Our models concur, however, that natural dispersal of P. muralisfrom points of introductions in the UK is likely to be slow (Foster, 2015), with annual population range expansion of between 5 -16 meters. Spread distances were particularly small for populations in areas of relatively contiguous suitable habitat which allows for radial dispersal into suitable neighbouring habitat with limited search effort (i.e., rural villages with interconnected gardens, quarries) (Bonte et al., 2012; Baguette, Blanchet, Legrand, Stevens, & Turlure, 2013). In such instances it would appear that populations with limited opportunities/need for long distance dispersal are increasing their numbers locally, but will be limited for establishing a population over a large area (Lustig et al., 2017).

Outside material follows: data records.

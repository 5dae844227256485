// rapsa-core/src/lib.rs
// ============================================================================
// Module: Rapsa Core Library
// Description: Public API surface for the Rapsa core.
// Purpose: Expose identifier types, the codec, interfaces, and requests.
// Dependencies: crate::{base62, identity, interfaces, request}
// ============================================================================

//! ## Overview
//! Rapsa core compresses financial identifiers — payment-card numbers,
//! Sheba account numbers, and wallet addresses — into compact base-62 form,
//! validates their checksums at construction, and composes path-scoped
//! `rapsa://` request URIs referencing them. Everything is a pure,
//! synchronous computation over strings; issuer resolution integrates
//! through an explicit directory interface rather than an embedded table.

// ============================================================================
// SECTION: Modules
// ============================================================================

pub mod base62;
pub mod identity;
pub mod interfaces;
pub mod request;

// ============================================================================
// SECTION: Re-Exports
// ============================================================================

pub use base62::Base62Error;
pub use identity::BankDescriptor;
pub use identity::CardNumber;
pub use identity::Identifier;
pub use identity::IdentifierError;
pub use identity::IdentifierKind;
pub use identity::Sheba;
pub use identity::WalletAddress;
pub use identity::WalletCategory;
pub use interfaces::BankDirectory;
pub use request::ParamKey;
pub use request::ParamValue;
pub use request::Rapsa;
pub use request::RequestError;
pub use request::RequestPath;
pub use request::SCHEME;
// rapsa-core/src/identity/wallet.rs
// ============================================================================
// Module: Wallet Addresses
// Description: Fourteen-digit wallet addresses with check-digit validation.
// Purpose: Validate wallet addresses and carry their compact base-62 form.
// Dependencies: crate::{base62, identity, interfaces}, serde
// ============================================================================

//! ## Overview
//! A [`WalletAddress`] holds a 14-digit address together with its compact
//! base-62 form. The leading digit is the address category (1 through 4);
//! categories 1 (non-commercial) and 2 (commercial) carry defined semantics
//! used by the request builder, while 3 and 4 are carried as opaque valid
//! categories. The trailing digit is a Luhn-style check digit computed over
//! the thirteen preceding digits from least significant to most significant.

// ============================================================================
// SECTION: Imports
// ============================================================================

use std::fmt;

use serde::Deserialize;
use serde::Serialize;

use crate::base62;
use crate::identity::IdentifierError;
use crate::identity::IdentifierKind;
use crate::identity::bank::BankDescriptor;
use crate::interfaces::BankDirectory;

// ============================================================================
// SECTION: Constants
// ============================================================================

/// Number of digits in a canonical wallet address.
const WALLET_LENGTH: usize = 14;

// ============================================================================
// SECTION: Wallet Category
// ============================================================================

/// Validated wallet address category, the leading digit of the address.
#[derive(Debug, Clone, Copy, PartialEq, Eq, Hash, Serialize, Deserialize)]
#[serde(try_from = "u8", into = "u8")]
pub struct WalletCategory(u8);

impl WalletCategory {
    /// Category digit for non-commercial wallets.
    pub const NON_COMMERCIAL: Self = Self(1);

    /// Category digit for commercial wallets.
    pub const COMMERCIAL: Self = Self(2);

    /// Creates a category from its digit.
    ///
    /// # Errors
    ///
    /// Returns [`IdentifierError`] when the digit is outside 1 through 4.
    pub fn new(digit: u8) -> Result<Self, IdentifierError> {
        if (1..=4).contains(&digit) {
            Ok(Self(digit))
        } else {
            Err(IdentifierError::invalid_format(
                IdentifierKind::Wallet,
                "category digit must be between 1 and 4",
            ))
        }
    }

    /// Returns the raw category digit.
    #[must_use]
    pub const fn digit(self) -> u8 {
        self.0
    }

    /// Indicates a non-commercial wallet.
    #[must_use]
    pub const fn is_non_commercial(self) -> bool {
        self.0 == 1
    }

    /// Indicates a commercial wallet.
    #[must_use]
    pub const fn is_commercial(self) -> bool {
        self.0 == 2
    }
}

impl fmt::Display for WalletCategory {
    fn fmt(&self, f: &mut fmt::Formatter<'_>) -> fmt::Result {
        self.0.fmt(f)
    }
}

impl TryFrom<u8> for WalletCategory {
    type Error = IdentifierError;

    fn try_from(digit: u8) -> Result<Self, Self::Error> {
        Self::new(digit)
    }
}

impl From<WalletCategory> for u8 {
    fn from(category: WalletCategory) -> Self {
        category.digit()
    }
}

// ============================================================================
// SECTION: Wallet Address
// ============================================================================

/// Validated 14-digit wallet address with its compact base-62 form.
#[derive(Debug, Clone, PartialEq, Eq, Hash, Serialize, Deserialize)]
#[serde(try_from = "String", into = "String")]
pub struct WalletAddress {
    /// Canonical decimal form, exactly fourteen digits.
    decimal: String,
    /// Compact base-62 form.
    compact: String,
    /// Category encoded by the leading digit.
    category: WalletCategory,
}

impl WalletAddress {
    /// Constructs a wallet address from its canonical 14-digit decimal form.
    ///
    /// # Errors
    ///
    /// Returns [`IdentifierError`] when the input does not match the wallet
    /// pattern or the check digit does not match.
    pub fn from_decimal(decimal: &str) -> Result<Self, IdentifierError> {
        if decimal.len() != WALLET_LENGTH || !decimal.bytes().all(|byte| byte.is_ascii_digit()) {
            return Err(IdentifierError::invalid_format(
                IdentifierKind::Wallet,
                "expected exactly 14 decimal digits",
            ));
        }
        let category = WalletCategory::new(decimal.as_bytes()[0] - b'0')?;
        let body = &decimal[..WALLET_LENGTH - 1];
        let check = u32::from(decimal.as_bytes()[WALLET_LENGTH - 1] - b'0');
        if check_digit(body) != check {
            return Err(IdentifierError::InvalidChecksum {
                kind: IdentifierKind::Wallet,
            });
        }
        let compact = base62::encode(decimal).map_err(|source| IdentifierError::Codec {
            kind: IdentifierKind::Wallet,
            source,
        })?;
        Ok(Self {
            decimal: decimal.to_string(),
            compact,
            category,
        })
    }

    /// Constructs a wallet address from its compact base-62 form.
    ///
    /// # Errors
    ///
    /// Returns [`IdentifierError`] when the input is not base-62 text, does
    /// not decode to fourteen digits, or fails validation.
    pub fn from_compact(compact: &str) -> Result<Self, IdentifierError> {
        let decimal = base62::decode(compact).map_err(|source| IdentifierError::Codec {
            kind: IdentifierKind::Wallet,
            source,
        })?;
        if decimal.len() != WALLET_LENGTH {
            return Err(IdentifierError::invalid_format(
                IdentifierKind::Wallet,
                "decoded value must have exactly 14 digits",
            ));
        }
        Self::from_decimal(&decimal)
    }

    /// Classifies input as canonical decimal or compact and constructs.
    ///
    /// Input is treated as canonical decimal exactly when it is fourteen
    /// decimal digits; anything else is decoded as compact text.
    ///
    /// # Errors
    ///
    /// Returns [`IdentifierError`] when construction fails under the
    /// selected interpretation.
    pub fn parse(input: &str) -> Result<Self, IdentifierError> {
        if input.len() == WALLET_LENGTH && input.bytes().all(|byte| byte.is_ascii_digit()) {
            Self::from_decimal(input)
        } else {
            Self::from_compact(input)
        }
    }

    /// Returns the compact base-62 form.
    #[must_use]
    pub fn encoded(&self) -> &str {
        &self.compact
    }

    /// Returns the canonical decimal form.
    #[must_use]
    pub fn decoded(&self) -> &str {
        &self.decimal
    }

    /// Re-exposes the checksum result established at construction.
    #[must_use]
    pub fn is_valid(&self) -> bool {
        let body = &self.decimal[..WALLET_LENGTH - 1];
        let check = u32::from(self.decimal.as_bytes()[WALLET_LENGTH - 1] - b'0');
        check_digit(body) == check
    }

    /// Returns the address category encoded by the leading digit.
    #[must_use]
    pub const fn category(&self) -> WalletCategory {
        self.category
    }

    /// Returns the two-digit bank code at address positions 1 through 2.
    #[must_use]
    pub fn bank_code(&self) -> &str {
        &self.decimal[1..3]
    }

    /// Resolves the issuing bank by exact numeric code in the directory.
    ///
    /// An unmatched code yields [`BankDescriptor::unknown`].
    #[must_use]
    pub fn bank_of(&self, directory: &impl BankDirectory) -> BankDescriptor {
        self.bank_code()
            .parse::<u32>()
            .ok()
            .and_then(|code| directory.by_code(code))
            .unwrap_or_else(BankDescriptor::unknown)
    }
}

impl fmt::Display for WalletAddress {
    fn fmt(&self, f: &mut fmt::Formatter<'_>) -> fmt::Result {
        f.write_str(&self.decimal)
    }
}

impl TryFrom<String> for WalletAddress {
    type Error = IdentifierError;

    fn try_from(value: String) -> Result<Self, Self::Error> {
        Self::from_decimal(&value)
    }
}

impl From<WalletAddress> for String {
    fn from(wallet: WalletAddress) -> Self {
        wallet.decimal
    }
}

// ============================================================================
// SECTION: Validation
// ============================================================================

/// Computes the expected check digit over the thirteen-digit body.
///
/// Doubling starts at the rightmost body digit and alternates moving left.
fn check_digit(body: &str) -> u32 {
    let mut sum = 0_u32;
    let mut double = true;
    for byte in body.bytes().rev() {
        let mut digit = u32::from(byte - b'0');
        if double {
            digit *= 2;
            if digit > 9 {
                digit -= 9;
            }
        }
        sum += digit;
        double = !double;
    }
    (10 - sum % 10) % 10
}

Increasing disaggregation of suitable habitat had a joint positive influence on dispersal rate and growth rate in our models. We found this to be most apparent for the urban population of West Worthing, highlighting how the species’ ability to exploit areas of human disturbance may facilitate overall invasion success (Marvier, Kareiva, & Neubert, 2004). Increasing abundance of discrete local patches of suitable habitat may provide opportunity for individuals to disperse more widely in the landscape, thus releasing density dependent constraints on population growth that would be in effect when suitable habitat is more aggregated and compact. This pattern is in line with the theories of a percolation threshold, where invasive spread may occur most rapidly and extensively above a threshold level of disturbance (i.e., amount of habitat fragmentation) (With, 2002). In addition, we found functional connectedness of suitable habitat patches had no relation to any of the growth parameters or rate of spread, indicating that localised habitat fragments are acting as stepping stones to dispersal (Alharbi & Petrovskii, 2019). Similar effects of landscape heterogeneity on range expansion of invasive species have been observed in introduced populations of whistling frog (Eleutherodactylus johnstonei ) (Ernst, Massemin, & Kowarik, 2011), Eurasian collared dove (Streptopelia decaocto ) (Ingenloff et al., 2017), and invasive weeds (Bergelson, Newman, & Floresroux, 1993).